There's a familiar feel to this chilly April evening on the Ridgely playing field, a timeless feeling for any parent who's ever had a kid in youth baseball, anyone who's ever been a kid in youth baseball.
This is professional baseball scaled down to a community level, the roar of the crowd distilled to personalized cheering from parents and siblings standing along the foul line and dotting the bleachers.
The cries from the crowd are gentle ones.
* "Good eye, son, good eye," as a batter refrains from swinging at a high, outside offering or a pitch that bounces across the plate.
* "Good contact," as a runner is tagged out at first after a routine grounder.
* "OK, good cut, fella," after a fruitless swing and a miss at the plate.
Youth baseball lore is rife with stories of parents pressuring kids to excel, of kids responding with anxiety attacks and long-term emotional impairment. But none of that was apparent Thursday night at Ridgely Middle School, where kids who struck out or dropped a pop-up got encouragement, not criticism.
"I don't see the pressure from parents, I see it from the boys themselves," Mr. Lessner said before the season began. "If they make a bad play, they really get down on themselves. You have to tell them, it's only one play."
In a pre-game pep talk Thursday, Mr. Maciolek told the boys, "The most important part of this is enjoyment. Second is good sportsmanship, third is learning how to function as a unit and learning baseball."
Three hours later, Andrew's run started to break the game open for the Braves, who scored four more times that inning. The Phillies only managed to come back with one run in the bottom of the inning. The game was called because of darkness with the final score 9-5.
The kids insist that winning isn't everything to them. "I just like throwing a ball around with my friends," said Travis Mulkay, a Ridgely seventh-grader, a few days after the game. "If we play good, I don't care if we win or lose. If I don't play good and the team doesn't, I'm not happy."
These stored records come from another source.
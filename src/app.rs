//! Applet assembly and main loop
//!
//! Builds every UI surface, wires the global shortcuts, launches the
//! rotation daemon, and drives the whole thing from a single-threaded
//! loop: pump daemon events, dispatch shortcut presses, tick surfaces,
//! present queued notifications.

use anyhow::Result;
use std::cell::{Cell, RefCell};
use std::path::PathBuf;
use std::rc::Rc;
use std::sync::Arc;
use std::sync::atomic::{AtomicBool, Ordering};
use std::time::Duration;
use tracing::{error, info, warn};

use crate::config::{ConfigKey, ConfigStore, KeybindingAction, OwnerId};
use crate::constants::app;
use crate::daemon::{self, PendingAttach, RemoteControlBridge};
use crate::keybindings::KeybindingManager;
use crate::ui::{
    AppContext, BindingHost, DaemonToggle, Notification, NotificationQueue, ProfileSubMenu,
    RotationControls, RotationSubMenu, SettingsNotifier, Severity, SwitchItem,
};

impl AppContext {
    pub fn new(config_path: PathBuf) -> Result<Self> {
        Ok(Self {
            config: ConfigStore::load(config_path)?,
            daemon: RemoteControlBridge::new(),
        })
    }
}

/// The assembled panel applet.
pub struct Applet {
    host: BindingHost,
    keybindings: KeybindingManager,
    queue: NotificationQueue,

    toggle: Rc<RefCell<DaemonToggle>>,
    controls: Rc<RefCell<RotationControls>>,
    desktop_menu: Rc<RefCell<ProfileSubMenu>>,
    rotation_menu: Rc<RefCell<RotationSubMenu>>,
    switches: Vec<Rc<RefCell<SwitchItem>>>,
    lockscreen_menu: Option<(OwnerId, Rc<RefCell<ProfileSubMenu>>)>,
    lockscreen_dirty: Rc<Cell<bool>>,
    app_owner: OwnerId,

    pending_attach: Option<PendingAttach>,
    auto_start_done: bool,
}

impl Applet {
    pub fn new(ctx: AppContext, mut keybindings: KeybindingManager) -> Self {
        let queue = NotificationQueue::new();
        let mut host = BindingHost::new(ctx.clone());

        host.mount(Rc::new(RefCell::new(SettingsNotifier::new(queue.clone()))));

        let toggle = Rc::new(RefCell::new(DaemonToggle::new(queue.clone())));
        host.mount(Rc::clone(&toggle));

        let controls = Rc::new(RefCell::new(RotationControls::new(queue.clone())));
        host.mount(Rc::clone(&controls));

        let desktop_menu = Rc::new(RefCell::new(ProfileSubMenu::desktop()));
        host.mount(Rc::clone(&desktop_menu));

        let rotation_menu = Rc::new(RefCell::new(RotationSubMenu::new()));
        host.mount(Rc::clone(&rotation_menu));

        let switches: Vec<Rc<RefCell<SwitchItem>>> = [
            ("Random Order", ConfigKey::Random),
            ("Change on Rotation", ConfigKey::AutoRotate),
            ("Update Lockscreen", ConfigKey::UpdateLockscreen),
            ("Notifications", ConfigKey::Notifications),
            ("Remember Profile State", ConfigKey::RememberProfileState),
            ("Icon Preview", ConfigKey::IconPreview),
        ]
        .into_iter()
        .map(|(label, key)| {
            let item = Rc::new(RefCell::new(SwitchItem::new(label, key)));
            host.mount(Rc::clone(&item));
            item
        })
        .collect();

        // The lockscreen submenu exists only while update-lockscreen is on;
        // the subscription marks it dirty and the loop re-syncs the mount
        let lockscreen_dirty = Rc::new(Cell::new(false));
        let dirty = Rc::clone(&lockscreen_dirty);
        let app_owner = host.allocate_owner();
        ctx.config.subscribe(
            app_owner,
            ConfigKey::UpdateLockscreen,
            Rc::new(RefCell::new(move |_: &ConfigKey| dirty.set(true))),
        );

        // Shortcut presses route through the controls surface so their
        // results get polled and failures notified
        for (action, forward) in [
            (KeybindingAction::NextWallpaper, true),
            (KeybindingAction::PrevWallpaper, false),
        ] {
            let sink = controls.borrow().call_sink();
            let bridge = ctx.daemon.clone();
            keybindings.register(
                action,
                Rc::new(move || {
                    let call = if forward { bridge.next() } else { bridge.prev() };
                    sink.borrow_mut().push(call);
                }),
            );
        }

        let mut applet = Self {
            host,
            keybindings,
            queue,
            toggle,
            controls,
            desktop_menu,
            rotation_menu,
            switches,
            lockscreen_menu: None,
            lockscreen_dirty,
            app_owner,
            pending_attach: None,
            auto_start_done: false,
        };
        applet.sync_lockscreen_menu();
        applet
    }

    pub fn context(&self) -> &AppContext {
        self.host.context()
    }

    pub fn toggle_surface(&self) -> &Rc<RefCell<DaemonToggle>> {
        &self.toggle
    }

    pub fn controls_surface(&self) -> &Rc<RefCell<RotationControls>> {
        &self.controls
    }

    pub fn desktop_menu(&self) -> &Rc<RefCell<ProfileSubMenu>> {
        &self.desktop_menu
    }

    pub fn rotation_menu(&self) -> &Rc<RefCell<RotationSubMenu>> {
        &self.rotation_menu
    }

    pub fn switches(&self) -> &[Rc<RefCell<SwitchItem>>] {
        &self.switches
    }

    pub fn lockscreen_menu(&self) -> Option<&Rc<RefCell<ProfileSubMenu>>> {
        self.lockscreen_menu.as_ref().map(|(_, menu)| menu)
    }

    /// Spawn the rotation daemon; attachment completes from the loop.
    pub fn launch_daemon(&mut self) {
        match daemon::launch() {
            Ok(pending) => self.pending_attach = Some(pending),
            Err(e) => {
                error!(error = %e, "Failed to launch rotation daemon");
                self.queue
                    .push(Severity::Error, format!("Failed to launch daemon: {e}"));
            }
        }
    }

    /// Post-handshake work: start rotation if configured to.
    pub fn on_daemon_attached(&mut self) {
        if self.auto_start_done {
            return;
        }
        self.auto_start_done = true;

        let ctx = self.host.context();
        if ctx.config.auto_start() && !ctx.daemon.is_running() {
            info!("Auto-starting wallpaper rotation");
            let call = ctx.daemon.start();
            self.controls.borrow().call_sink().borrow_mut().push(call);
        }
    }

    /// Mount or unmount the lockscreen submenu to match update-lockscreen.
    fn sync_lockscreen_menu(&mut self) {
        let wanted = self.host.context().config.update_lockscreen();
        match (&self.lockscreen_menu, wanted) {
            (None, true) => {
                let menu = Rc::new(RefCell::new(ProfileSubMenu::lockscreen()));
                let owner = self.host.mount(Rc::clone(&menu));
                self.lockscreen_menu = Some((owner, menu));
            }
            (Some((owner, _)), false) => {
                let owner = *owner;
                self.host.unmount(owner);
                self.lockscreen_menu = None;
            }
            _ => {}
        }
    }

    /// One iteration of the applet loop. Returns the notifications that
    /// became due during this step.
    pub fn step(&mut self) -> Vec<Notification> {
        let bridge = self.host.context().daemon.clone();

        let mut attached = false;
        let mut handshake_lost = false;
        if let Some(pending) = self.pending_attach.as_mut()
            && !bridge.is_attached()
        {
            // A daemon death after the handshake surfaces through pump()
            // as a closed event channel instead
            if pending.try_complete(&bridge) {
                attached = true;
            } else if pending.exited() {
                handshake_lost = true;
            }
        }
        if attached {
            self.on_daemon_attached();
        }
        if handshake_lost {
            warn!("Rotation daemon exited before completing the handshake");
            self.queue
                .push(Severity::Error, "Rotation daemon exited unexpectedly");
            self.pending_attach = None;
        }

        bridge.pump();
        self.keybindings.dispatch_pending();
        self.host.tick_all();

        if self.lockscreen_dirty.replace(false) {
            self.sync_lockscreen_menu();
        }

        self.queue.drain()
    }

    /// Run until `shutdown` is raised.
    pub fn run(&mut self, shutdown: &Arc<AtomicBool>) {
        info!("Applet running");
        while !shutdown.load(Ordering::Relaxed) {
            for note in self.step() {
                match note.severity {
                    Severity::Info => info!(notification = %note.message),
                    Severity::Error => error!(notification = %note.message),
                }
            }
            std::thread::sleep(Duration::from_millis(app::TICK_MS));
        }
        info!("Shutdown requested");
    }

    /// Tear everything down: surfaces, shortcut grabs, daemon connection
    /// and process.
    pub fn shutdown(&mut self) {
        if let Some((owner, _)) = self.lockscreen_menu.take() {
            self.host.unmount(owner);
        }
        self.host.unmount_all();
        self.host.context().config.dispose_all(self.app_owner);
        self.keybindings.unregister_all();
        self.host.context().daemon.clone().detach();
        if let Some(mut pending) = self.pending_attach.take() {
            pending.shutdown();
        }
        info!("Applet stopped");
    }
}

#[cfg(test)]
mod tests {
    use super::*;
    use crate::daemon::{CommandEnvelope, DaemonCommand, DaemonSnapshot};
    use crate::keybindings::ShortcutNamespace;
    use crate::keybindings::backend::StubBackend;
    use std::sync::mpsc;
    use tempfile::TempDir;

    fn test_applet(dir: &TempDir) -> (Applet, mpsc::Sender<KeybindingAction>) {
        let ctx = AppContext::new(dir.path().join("settings.json")).unwrap();
        let (backend, _grabs) = StubBackend::new();
        let (press_tx, press_rx) = mpsc::channel();
        let keybindings = KeybindingManager::new(
            ctx.config.clone(),
            Box::new(backend),
            Vec::<ShortcutNamespace>::new(),
            press_rx,
        );
        (Applet::new(ctx, keybindings), press_tx)
    }

    fn attach(
        applet: &Applet,
        running: bool,
    ) -> (
        ipc_channel::ipc::IpcReceiver<CommandEnvelope>,
        mpsc::Sender<crate::daemon::DaemonEvent>,
    ) {
        let (command_tx, command_rx) = ipc_channel::ipc::channel().unwrap();
        let (event_tx, event_rx) = mpsc::channel();
        applet.context().daemon.attach(
            command_tx,
            event_rx,
            DaemonSnapshot {
                running,
                ..Default::default()
            },
        );
        (command_rx, event_tx)
    }

    #[test]
    fn test_lockscreen_menu_follows_update_lockscreen() {
        let dir = TempDir::new().unwrap();
        let (mut applet, _press_tx) = test_applet(&dir);
        assert!(applet.lockscreen_menu().is_some(), "on by default");

        applet.context().config.set_update_lockscreen(false);
        applet.step();
        assert!(applet.lockscreen_menu().is_none());

        applet.context().config.set_update_lockscreen(true);
        applet.step();
        assert!(applet.lockscreen_menu().is_some());
    }

    #[test]
    fn test_shortcut_press_sends_daemon_command() {
        let dir = TempDir::new().unwrap();
        let (mut applet, press_tx) = test_applet(&dir);
        let (command_rx, _event_tx) = attach(&applet, true);

        press_tx.send(KeybindingAction::NextWallpaper).unwrap();
        applet.step();

        assert_eq!(command_rx.recv().unwrap().command, DaemonCommand::Next);
    }

    #[test]
    fn test_auto_start_after_attach() {
        let dir = TempDir::new().unwrap();
        let (mut applet, _press_tx) = test_applet(&dir);
        applet.context().config.set_auto_start(true);
        let (command_rx, _event_tx) = attach(&applet, false);

        applet.on_daemon_attached();
        applet.on_daemon_attached(); // only once

        assert_eq!(command_rx.recv().unwrap().command, DaemonCommand::Start);
        assert!(command_rx.try_recv().is_err());
    }

    #[test]
    fn test_no_auto_start_when_already_running() {
        let dir = TempDir::new().unwrap();
        let (mut applet, _press_tx) = test_applet(&dir);
        applet.context().config.set_auto_start(true);
        let (command_rx, _event_tx) = attach(&applet, true);

        applet.on_daemon_attached();
        assert!(command_rx.try_recv().is_err());
    }

    #[test]
    fn test_shutdown_releases_everything() {
        let dir = TempDir::new().unwrap();
        let (mut applet, _press_tx) = test_applet(&dir);
        let (_command_rx, _event_tx) = attach(&applet, false);

        applet.shutdown();
        applet.shutdown(); // idempotent

        assert!(!applet.context().daemon.is_attached());
        // A config write after shutdown reaches no surface
        applet.context().config.set_random(false);
    }

    #[test]
    fn test_toggle_surface_drives_daemon() {
        let dir = TempDir::new().unwrap();
        let (mut applet, _press_tx) = test_applet(&dir);
        let (command_rx, event_tx) = attach(&applet, false);

        let ctx = applet.context().clone();
        applet.toggle_surface().borrow_mut().toggle(&ctx);
        let envelope = command_rx.recv().unwrap();
        assert_eq!(envelope.command, DaemonCommand::Start);

        event_tx
            .send(crate::daemon::DaemonEvent::Reply {
                seq: envelope.seq,
                result: Ok(()),
            })
            .unwrap();
        applet.step();

        assert_eq!(
            applet.toggle_surface().borrow().state,
            crate::ui::ToggleState::Running
        );
    }

    #[test]
    fn test_failed_command_surfaces_notification() {
        let dir = TempDir::new().unwrap();
        let (mut applet, _press_tx) = test_applet(&dir);
        let (command_rx, event_tx) = attach(&applet, true);

        let ctx = applet.context().clone();
        applet.controls_surface().borrow().next(&ctx);
        let envelope = command_rx.recv().unwrap();
        event_tx
            .send(crate::daemon::DaemonEvent::Reply {
                seq: envelope.seq,
                result: Err("no images in profile".to_string()),
            })
            .unwrap();

        let notes = applet.step();
        assert_eq!(notes.len(), 1);
        assert_eq!(notes[0].severity, Severity::Error);
        assert!(notes[0].message.contains("no images in profile"));
    }

    #[test]
    fn test_menu_surfaces_render_from_state() {
        let dir = TempDir::new().unwrap();
        let (applet, _press_tx) = test_applet(&dir);

        assert_eq!(
            applet.desktop_menu().borrow().title,
            "Desktop Profile: default"
        );
        assert_eq!(applet.rotation_menu().borrow().items.len(), 3);
    }

    #[test]
    fn test_switch_surfaces_track_defaults() {
        let dir = TempDir::new().unwrap();
        let (applet, _press_tx) = test_applet(&dir);

        let random = applet
            .switches()
            .iter()
            .find(|s| s.borrow().label == "Random Order")
            .unwrap();
        assert!(random.borrow().checked);
    }
}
Travis added, "I'm only in the seventh grade. Winning isn't that important."
Matthew Streyle, a Ridgley sixth-grader, echoed that sentiment but also admitted, "Winning gets more important toward the end of the season when you're close to the championship."
And Christian Miller, a fifth grader at Hampton Elementary School, says he enjoys the accomplishments of his friends.
"The fun is watching someone you think isn't very good hit the ball," he said. "It feels good. You feel so good for them."